Let $g: \Bbb R \to \Bbb R^3$ be a parametrized curve of $t$. Assume that the curvature $\kappa$ and the torsion $\tau$ are nonzero constants. Show that $g$ represents a circular helix, assuming that the only solution to the differential equation $y''+k^2y=0$ is $y=c_1 \cos(kt)+c_2 \sin (kt)$.
Here is what I have: we know that $g'$ cannot be zero since $\tau = \frac{\lvert g' \times g'' \rvert}{(g')^3}$. Besides this, I am completely lost on how to do this problem, besides I have these formulas: $\kappa = \lvert \frac{dT}{ds} \rvert$ where $s$ is arclength, that $\frac{dN}{ds} = -\kappa T + \lambda B$ where $T$ is $\frac{dr}{ds}$ and $B$ is $T \times N$ and $\lambda$ is the torrsion, and $\frac{dB}{ds} = -\lambda N$. (you can assume I know that some basic formulas for parametrized curves found in calculus books).

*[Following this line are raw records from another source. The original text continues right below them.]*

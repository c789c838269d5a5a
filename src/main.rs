// ========================================================================================
//
//                      THE SERVICE ORCHESTRATOR: PCOSIGHT
//
// ========================================================================================
//
// This binary owns the process lifecycle. It parses arguments, initialises logging,
// loads the startup artifacts exactly once into an immutable `Predictor`, and then
// either serves HTTP or answers a single offline request.
//
// ### Lifecycle ###
//
// 1.  **Configuration:** A TOML file names the artifacts; command-line flags may
//     override the bind address. A missing or malformed configuration is fatal.
//
// 2.  **Initialisation:** Every artifact is loaded and cross-checked before the
//     listener opens. Any failure here terminates the process with a non-zero code;
//     the service never starts in a partially loaded state.
//
// 3.  **Serving:** The `Predictor` is shared read-only behind an `Arc`. Requests are
//     independent and stateless.
//
// 4.  **Teardown:** Ctrl-C stops accepting connections, lets in-flight requests
//     finish, and drops the `Predictor`.

use clap::{Args, Parser, Subcommand};
use pcosight::config::ServiceConfig;
use pcosight::record::ClinicalRecord;
use pcosight::server;
use pcosight::service::Predictor;
use std::fs;
use std::net::SocketAddr;
use std::path::{Path, PathBuf};
use std::process;
use std::sync::Arc;
use std::time::Instant;

// ========================================================================================
//                         COMMAND-LINE INTERFACE DEFINITION
// ========================================================================================

#[derive(Parser)]
#[command(
    name = "pcosight",
    version,
    about = "Serve PCOS screening predictions with local explanations."
)]
struct Cli {
    #[command(subcommand)]
    command: Commands,
}

#[derive(Args)]
struct ConfigArg {
    /// Path to the service configuration file (.toml)
    #[arg(long, default_value = "service.toml")]
    config: PathBuf,
}

#[derive(Subcommand)]
enum Commands {
    /// Load the artifacts and serve the HTTP API
    Serve {
        #[command(flatten)]
        config: ConfigArg,

        /// Address to listen on, overriding the configuration file
        #[arg(long, value_name = "ADDR")]
        bind: Option<SocketAddr>,
    },

    /// Run a single record through the model and print the JSON response
    Predict {
        #[command(flatten)]
        config: ConfigArg,

        /// Path to a JSON file holding one clinical record
        record: PathBuf,

        /// Also print the local explanation
        #[arg(long)]
        explain: bool,
    },

    /// Load and cross-check every artifact, then exit
    Check {
        #[command(flatten)]
        config: ConfigArg,
    },
}

// ========================================================================================
//                           THE MAIN ORCHESTRATION LOGIC
// ========================================================================================

fn main() {
    env_logger::Builder::from_env(env_logger::Env::default().default_filter_or("info")).init();

    let cli = Cli::parse();
    let result = match cli.command {
        Commands::Serve { config, bind } => serve_command(&config.config, bind),
        Commands::Predict {
            config,
            record,
            explain,
        } => predict_command(&config.config, &record, explain),
        Commands::Check { config } => check_command(&config.config),
    };

    if let Err(e) = result {
        eprintln!("Error: {e}");
        process::exit(1);
    }
}

fn load_predictor(config: &ServiceConfig) -> Result<Predictor, Box<dyn std::error::Error>> {
    let start = Instant::now();
    let predictor = Predictor::from_config(config)?;
    log::info!(
        "Artifacts loaded in {:.2?}",
        start.elapsed()
    );
    Ok(predictor)
}

fn serve_command(
    config_path: &Path,
    bind: Option<SocketAddr>,
) -> Result<(), Box<dyn std::error::Error>> {
    let config = ServiceConfig::load(config_path)?;
    let addr: SocketAddr = match bind {
        Some(addr) => addr,
        None => config.bind.parse()?,
    };

    let predictor = Arc::new(load_predictor(&config)?);

    let runtime = tokio::runtime::Builder::new_multi_thread()
        .enable_all()
        .build()?;

    runtime.block_on(server::serve(predictor, addr, shutdown_signal()))?;
    log::info!("Server stopped");
    Ok(())
}

async fn shutdown_signal() {
    match tokio::signal::ctrl_c().await {
        Ok(()) => log::info!("Shutdown requested, draining in-flight requests"),
        Err(e) => log::error!("Could not listen for Ctrl-C, serving until killed: {e}"),
    }
}

fn predict_command(
    config_path: &Path,
    record_path: &Path,
    explain: bool,
) -> Result<(), Box<dyn std::error::Error>> {
    let config = ServiceConfig::load(config_path)?;
    let predictor = load_predictor(&config)?;

    let body = fs::read(record_path)?;
    let record = ClinicalRecord::from_slice(&body)?;

    let prediction = predictor.predict(&record)?;
    let mut output = serde_json::to_value(&prediction)?;
    if explain {
        let explanation = predictor.explain(&record)?;
        output["explanation"] = serde_json::to_value(&explanation.explanation)?;
    }
    println!("{}", serde_json::to_string_pretty(&output)?);
    Ok(())
}

fn check_command(config_path: &Path) -> Result<(), Box<dyn std::error::Error>> {
    let config = ServiceConfig::load(config_path)?;
    let predictor = load_predictor(&config)?;

    println!("All artifacts loaded. Model feature order:");
    for (i, name) in predictor.feature_names().iter().enumerate() {
        println!("  {:>2}. {name:?}", i + 1);
    }
    println!("Explanations report the top {} features.", predictor.top_k());
    Ok(())
}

An easy way out is the following: Set up a parametric representation of a helix winding around the $z$-axis, and choose the radius and the pitch such that the desired constant curvature $\kappa$ and torsion $\tau$ result. Now appeal to the uniqueness theorem for initial value problems of ODEs in order to show that this helix is congruent to your curve $g$.